“THE IRONY is almost painful enough to make you pity the president. Donald Trump won the 2024 election in part by fulminating about inflation, which he blamed on the Democratic Party. He pledged to bring down prices “very, very rapidly” and “Make America Affordable Again”. As Mr Trump was surely aware, that promise was undeliverable; an economy-wide fall in prices is unprecedented outside a deep recession. Besides, since taking office, Mr Trump’s most noteworthy policy on prices has been to raise them further, by adding punishing tariffs to the cost of America’s imports.
A year later, prices are still high and the roles have reversed. After experimenting wanly with a series of lacklustre rallying-cries from “abundance” to “antitrust”, the Democrats have alighted on “affordability” as a galvanising political theme. Zohran Mamdani, on the party’s left, centred his winning campaign in New York’s mayoral election on the subject, promising rent freezes and free buses. Moderates like Mikie Sherrill, New Jersey’s governor-elect, have also embraced the idea: she has pledged to declare a state of emergency on utility costs on day one. Voters seem to agree with Democrats that there is a crisis of affordability.
That has left Mr Trump scrambling. For the most part, he denies that affordability is a problem, calling such claims a “hoax” and a “con job”. Scott Bessent, the treasury secretary, has said, “Americans don’t know how good they have it.” Sean Duffy, the transport secretary, epitomised the administration’s seeming haplessness when asked about expensive food in airports. “There’s not a lot of options,” he replied. “So I don’t have a plan to reduce costs.”

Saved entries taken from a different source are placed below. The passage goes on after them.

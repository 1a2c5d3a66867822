//! libssh2-backed transport
//!
//! Concrete [`Transport`] over the `ssh2` crate. The handshake and
//! authentication run blocking with a bounded timeout; once the shell
//! channel is open the session switches to non-blocking so the read half
//! can be polled without stalling the write half. Both halves share the
//! channel behind a mutex; cancellation shuts down a cloned socket
//! handle, which aborts any in-flight channel I/O.

use std::io::{self, Read, Write};
use std::net::{Shutdown, TcpStream, ToSocketAddrs};
use std::sync::{Arc, Mutex};
use std::thread;
use std::time::Duration;

use ssh2::Session;
use tracing::debug;

use super::transport::{Credential, Result, TerminalError, Transport, TransportCloser};

/// Sleep between write retries while the channel reports `WouldBlock`
const WRITE_RETRY_INTERVAL: Duration = Duration::from_millis(5);

fn transport_err(e: ssh2::Error) -> TerminalError {
    TerminalError::Transport(e.to_string())
}

/// libssh2 takes its timeout as u32 milliseconds; clamp oversized
/// configured timeouts instead of truncating them
fn timeout_millis(timeout: Duration) -> u32 {
    u32::try_from(timeout.as_millis()).unwrap_or(u32::MAX)
}

/// Retry an ssh2 call while the non-blocking session reports EAGAIN.
/// Needed for channels opened after the shell switched the session to
/// non-blocking mode.
fn retry_would_block<T>(
    mut op: impl FnMut() -> std::result::Result<T, ssh2::Error>,
) -> Result<T> {
    loop {
        match op() {
            Ok(value) => return Ok(value),
            Err(e) => {
                let io_err = io::Error::from(e);
                if io_err.kind() == io::ErrorKind::WouldBlock {
                    thread::sleep(WRITE_RETRY_INTERVAL);
                } else {
                    return Err(TerminalError::Transport(io_err.to_string()));
                }
            }
        }
    }
}

/// SSH transport for one connection.
pub struct SshTransport {
    term: String,
    session: Option<Session>,
    /// Cloned socket handle kept for cross-thread shutdown
    socket: Option<TcpStream>,
}

impl SshTransport {
    pub fn new(term: impl Into<String>) -> Self {
        Self {
            term: term.into(),
            session: None,
            socket: None,
        }
    }

    fn session(&self) -> Result<&Session> {
        self.session
            .as_ref()
            .ok_or_else(|| TerminalError::Transport("not connected".into()))
    }
}

impl Transport for SshTransport {
    fn connect(&mut self, host: &str, port: u16, timeout: Duration) -> Result<()> {
        let addr = (host, port)
            .to_socket_addrs()
            .map_err(|e| TerminalError::Transport(format!("resolve {host}: {e}")))?
            .next()
            .ok_or_else(|| TerminalError::Transport(format!("no address for {host}")))?;

        let tcp = TcpStream::connect_timeout(&addr, timeout)
            .map_err(|e| TerminalError::Transport(format!("connect {addr}: {e}")))?;
        let cancel = tcp
            .try_clone()
            .map_err(|e| TerminalError::Transport(e.to_string()))?;

        let mut session = Session::new().map_err(transport_err)?;
        // Bounds the handshake and every subsequent blocking call
        session.set_timeout(timeout_millis(timeout));
        session.set_tcp_stream(tcp);
        session.handshake().map_err(transport_err)?;

        self.session = Some(session);
        self.socket = Some(cancel);
        Ok(())
    }

    fn authenticate(&mut self, username: &str, credential: &Credential) -> Result<()> {
        let session = self.session()?;
        let attempt = match credential {
            Credential::Password(password) => session.userauth_password(username, password),
            Credential::Key {
                private_key,
                passphrase,
            } => {
                // Key material goes straight to libssh2; nothing is staged
                // on disk, so teardown needs no credential cleanup
                session.userauth_pubkey_memory(username, None, private_key, passphrase.as_deref())
            }
        };
        attempt.map_err(|e| TerminalError::Auth(e.to_string()))?;
        if !session.authenticated() {
            return Err(TerminalError::Auth("server rejected credentials".into()));
        }
        Ok(())
    }

    fn open_shell(&mut self) -> Result<(Box<dyn Read + Send>, Box<dyn Write + Send>)> {
        let session = self.session()?;
        let mut channel = session.channel_session().map_err(transport_err)?;
        channel
            .request_pty(&self.term, None, None)
            .map_err(transport_err)?;
        channel.shell().map_err(transport_err)?;

        // Steady state is polled: reads return WouldBlock when idle
        session.set_blocking(false);
        session.set_timeout(0);

        let shared = Arc::new(Mutex::new(channel));
        Ok((
            Box::new(ChannelReader(shared.clone())),
            Box::new(ChannelWriter(shared)),
        ))
    }

    fn open_exec(&mut self, command: &str) -> Result<Box<dyn Read + Send>> {
        let session = self.session()?;
        let mut channel = retry_would_block(|| session.channel_session())?;
        retry_would_block(|| channel.exec(command))?;
        Ok(Box::new(ChannelReader(Arc::new(Mutex::new(channel)))))
    }

    fn closer(&self) -> Box<dyn TransportCloser> {
        let socket = self.socket.as_ref().and_then(|s| s.try_clone().ok());
        Box::new(SocketCloser(socket))
    }

    fn close(&mut self) {
        if let Some(session) = self.session.take() {
            if let Err(e) = session.disconnect(None, "closing", None) {
                debug!("ssh disconnect: {e}");
            }
        }
        if let Some(socket) = self.socket.take() {
            let _ = socket.shutdown(Shutdown::Both);
        }
    }
}

struct SocketCloser(Option<TcpStream>);

impl TransportCloser for SocketCloser {
    fn close(&self) {
        if let Some(socket) = &self.0 {
            let _ = socket.shutdown(Shutdown::Both);
        }
    }
}

fn lock_channel(channel: &Mutex<ssh2::Channel>) -> io::Result<std::sync::MutexGuard<'_, ssh2::Channel>> {
    channel
        .lock()
        .map_err(|_| io::Error::new(io::ErrorKind::Other, "channel lock poisoned"))
}

/// Read half of a shell channel. `Ok(0)` means remote EOF.
struct ChannelReader(Arc<Mutex<ssh2::Channel>>);

impl Read for ChannelReader {
    fn read(&mut self, buf: &mut [u8]) -> io::Result<usize> {
        let mut channel = lock_channel(&self.0)?;
        if channel.eof() {
            return Ok(0);
        }
        channel.read(buf)
    }
}

/// Write half of a shell channel. Retries `WouldBlock` internally so the
/// writer thread can use plain `write_all`.
struct ChannelWriter(Arc<Mutex<ssh2::Channel>>);

impl Write for ChannelWriter {
    fn write(&mut self, buf: &[u8]) -> io::Result<usize> {
        loop {
            let result = lock_channel(&self.0)?.write(buf);
            match result {
                Err(e) if e.kind() == io::ErrorKind::WouldBlock => {
                    thread::sleep(WRITE_RETRY_INTERVAL);
                }
                other => return other,
            }
        }
    }

    fn flush(&mut self) -> io::Result<()> {
        loop {
            let result = lock_channel(&self.0)?.flush();
            match result {
                Err(e) if e.kind() == io::ErrorKind::WouldBlock => {
                    thread::sleep(WRITE_RETRY_INTERVAL);
                }
                other => return other,
            }
        }
    }
}
//! Session registry and connected-session live view
//!
//! The registry owns every [`TerminalSession`] in the process, keyed by
//! connection id. Lookup is create-on-first-use and the returned `Arc` is
//! the same object for the whole process lifetime, so callers can cache
//! it. The [`LiveView`] is a synchronously-updated roster of connected
//! sessions; connection lists render from it without polling.

use std::collections::HashMap;
use std::sync::mpsc::{self, Receiver, Sender};
use std::sync::{Arc, Mutex, MutexGuard, PoisonError};
use std::time::{SystemTime, UNIX_EPOCH};

use tracing::info;

use super::session::{ConnectionId, TerminalSession, TransportFactory};
use super::ssh::SshTransport;
use super::transport::{ConnectProfile, Result, Transport};
use crate::config::Settings;

/// One connected session as shown in connection lists.
#[derive(Clone, Debug, PartialEq, Eq)]
pub struct TerminalConnectionSummary {
    pub connection_id: ConnectionId,
    pub display_name: String,
    /// Unix milliseconds at the moment the session entered `Connected`
    pub connected_at: u64,
}

/// Roster of currently connected sessions.
///
/// Updated synchronously from session state transitions: an entry appears
/// before `connect` returns and is gone by the time a disconnect settles.
pub struct LiveView {
    connected: Mutex<HashMap<ConnectionId, TerminalConnectionSummary>>,
    watchers: Mutex<Vec<Sender<HashMap<ConnectionId, TerminalConnectionSummary>>>>,
}

impl LiveView {
    fn new() -> Arc<Self> {
        Arc::new(Self {
            connected: Mutex::new(HashMap::new()),
            watchers: Mutex::new(Vec::new()),
        })
    }

    /// Current roster, keyed by connection id.
    pub fn snapshot(&self) -> HashMap<ConnectionId, TerminalConnectionSummary> {
        lock(&self.connected).clone()
    }

    /// Receive the full roster after every change.
    pub fn subscribe(&self) -> Receiver<HashMap<ConnectionId, TerminalConnectionSummary>> {
        let (tx, rx) = mpsc::channel();
        lock(&self.watchers).push(tx);
        rx
    }

    pub(crate) fn publish(&self, connection_id: ConnectionId, display_name: String) {
        let connected_at = SystemTime::now()
            .duration_since(UNIX_EPOCH)
            .map(|d| d.as_millis() as u64)
            .unwrap_or(0);
        let roster = {
            let mut connected = lock(&self.connected);
            connected.insert(
                connection_id,
                TerminalConnectionSummary {
                    connection_id,
                    display_name,
                    connected_at,
                },
            );
            connected.clone()
        };
        self.broadcast(roster);
    }

    pub(crate) fn remove(&self, connection_id: ConnectionId) {
        let roster = {
            let mut connected = lock(&self.connected);
            if connected.remove(&connection_id).is_none() {
                return;
            }
            connected.clone()
        };
        self.broadcast(roster);
    }

    fn broadcast(&self, roster: HashMap<ConnectionId, TerminalConnectionSummary>) {
        lock(&self.watchers).retain(|tx| tx.send(roster.clone()).is_ok());
    }
}

/// Owner of all terminal sessions in the process.
pub struct SessionRegistry {
    sessions: Mutex<HashMap<ConnectionId, Arc<TerminalSession>>>,
    live: Arc<LiveView>,
    factory: Arc<TransportFactory>,
    settings: Settings,
}

impl SessionRegistry {
    /// Registry backed by real SSH transports.
    pub fn new(settings: Settings) -> Self {
        let term = settings.term.clone();
        Self::with_factory(
            settings,
            Arc::new(move || Box::new(SshTransport::new(term.clone())) as Box<dyn Transport>),
        )
    }

    /// Registry with a custom transport factory. Tests use this to wire in
    /// scripted transports.
    pub fn with_factory(settings: Settings, factory: Arc<TransportFactory>) -> Self {
        Self {
            sessions: Mutex::new(HashMap::new()),
            live: LiveView::new(),
            factory,
            settings,
        }
    }

    /// The session for this id, created on first use.
    pub fn get_or_create(&self, id: ConnectionId) -> Arc<TerminalSession> {
        let mut sessions = lock(&self.sessions);
        let session = sessions.entry(id).or_insert_with(|| {
            info!("registering session {id}");
            TerminalSession::new(
                id,
                self.live.clone(),
                self.factory.clone(),
                self.settings.clone(),
            )
        });
        Arc::clone(session)
    }

    /// Connect the session for `id` unless it already is connected.
    /// See [`TerminalSession::connect`] for the return contract.
    pub fn connect_if_needed(&self, id: ConnectionId, profile: &ConnectProfile) -> Result<bool> {
        self.get_or_create(id).connect(profile)
    }

    /// Disconnect one session if it exists. No-op for unknown ids.
    pub fn disconnect(&self, id: ConnectionId) {
        let session = lock(&self.sessions).get(&id).cloned();
        if let Some(session) = session {
            session.disconnect();
        }
    }

    /// Disconnect every session. Used on app shutdown.
    pub fn disconnect_all(&self) {
        let sessions: Vec<_> = lock(&self.sessions).values().cloned().collect();
        for session in sessions {
            session.disconnect();
        }
    }

    pub fn live_view(&self) -> Arc<LiveView> {
        self.live.clone()
    }
}

fn lock<T>(mutex: &Mutex<T>) -> MutexGuard<'_, T> {
    mutex.lock().unwrap_or_else(PoisonError::into_inner)
}

#[cfg(test)]
mod tests {
    use std::sync::atomic::Ordering;
    use std::thread;
    use std::time::Duration;

    use super::*;
    use crate::core::session::mock::{mock_registry, profile, MockBehavior};
    use crate::core::session::SessionState;

    #[test]
    fn get_or_create_returns_same_session() {
        let (registry, _, _) = mock_registry(MockBehavior::default());
        let a = registry.get_or_create(ConnectionId(1));
        let b = registry.get_or_create(ConnectionId(1));
        assert!(Arc::ptr_eq(&a, &b));

        let other = registry.get_or_create(ConnectionId(2));
        assert!(!Arc::ptr_eq(&a, &other));
    }

    #[test]
    fn live_view_publishes_and_retracts() {
        let (registry, _, _) = mock_registry(MockBehavior::default());
        let live = registry.live_view();
        let updates = live.subscribe();
        let id = ConnectionId(3);

        registry.connect_if_needed(id, &profile("staging")).unwrap();

        let roster = updates.recv_timeout(Duration::from_secs(1)).unwrap();
        let summary = &roster[&id];
        assert_eq!(summary.display_name, "staging");
        assert!(summary.connected_at > 0);

        registry.disconnect(id);
        let roster = updates.recv_timeout(Duration::from_secs(1)).unwrap();
        assert!(roster.is_empty());
        assert!(live.snapshot().is_empty());
    }

    #[test]
    fn disconnect_unknown_id_is_noop() {
        let (registry, _, created) = mock_registry(MockBehavior::default());
        registry.disconnect(ConnectionId(99));
        assert_eq!(created.load(Ordering::SeqCst), 0);
    }

    #[test]
    fn disconnect_all_settles_every_session() {
        let (registry, _, _) = mock_registry(MockBehavior::default());
        for raw in 1..=3 {
            registry
                .connect_if_needed(ConnectionId(raw), &profile("box"))
                .unwrap();
        }
        assert_eq!(registry.live_view().snapshot().len(), 3);

        registry.disconnect_all();
        assert!(registry.live_view().snapshot().is_empty());
        for raw in 1..=3 {
            let session = registry.get_or_create(ConnectionId(raw));
            assert_eq!(session.state(), SessionState::Disconnected);
        }
    }

    #[test]
    fn concurrent_connects_open_one_transport() {
        let behavior = MockBehavior {
            connect_delay: Duration::from_millis(100),
            ..MockBehavior::default()
        };
        let (registry, _, created) = mock_registry(behavior);
        let registry = Arc::new(registry);
        let id = ConnectionId(7);

        let mut handles = Vec::new();
        for _ in 0..8 {
            let registry = registry.clone();
            handles.push(thread::spawn(move || {
                registry.connect_if_needed(id, &profile("shared")).unwrap()
            }));
        }
        let fresh: Vec<bool> = handles.into_iter().map(|h| h.join().unwrap()).collect();

        assert_eq!(fresh.iter().filter(|&&f| f).count(), 1);
        assert_eq!(created.load(Ordering::SeqCst), 1);
        assert_eq!(
            registry.get_or_create(id).state(),
            SessionState::Connected
        );
    }
}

The comeuppance is deserved: having denounced Democrats on the subject, Mr Trump can hardly complain that they are now riling up voters in much the same vein. But on the economics, Messrs Trump, Bessent and Duffy have a point. The notion that Americans can afford less than they used to is essentially false. The strength of Americans’ collective belief otherwise says more about the toxic politics of inflation than it does about the state either of the economy or of household spending power—which both look healthy. The danger is not that politicians fail to bring down prices, but rather that they try to do so, giving damaging and discredited policy ideas like price controls a new lease on life.
The real deal
The clearest gauge of affordability is real wages: how much a paycheck buys, after accounting for inflation. High inflation, especially when driven by shortages of goods, often dents real wages.
Workers’ purchasing power took a tumble in Europe, for instance, after the energy shock precipitated by West European sanctions on cheap Russian energy in 2022.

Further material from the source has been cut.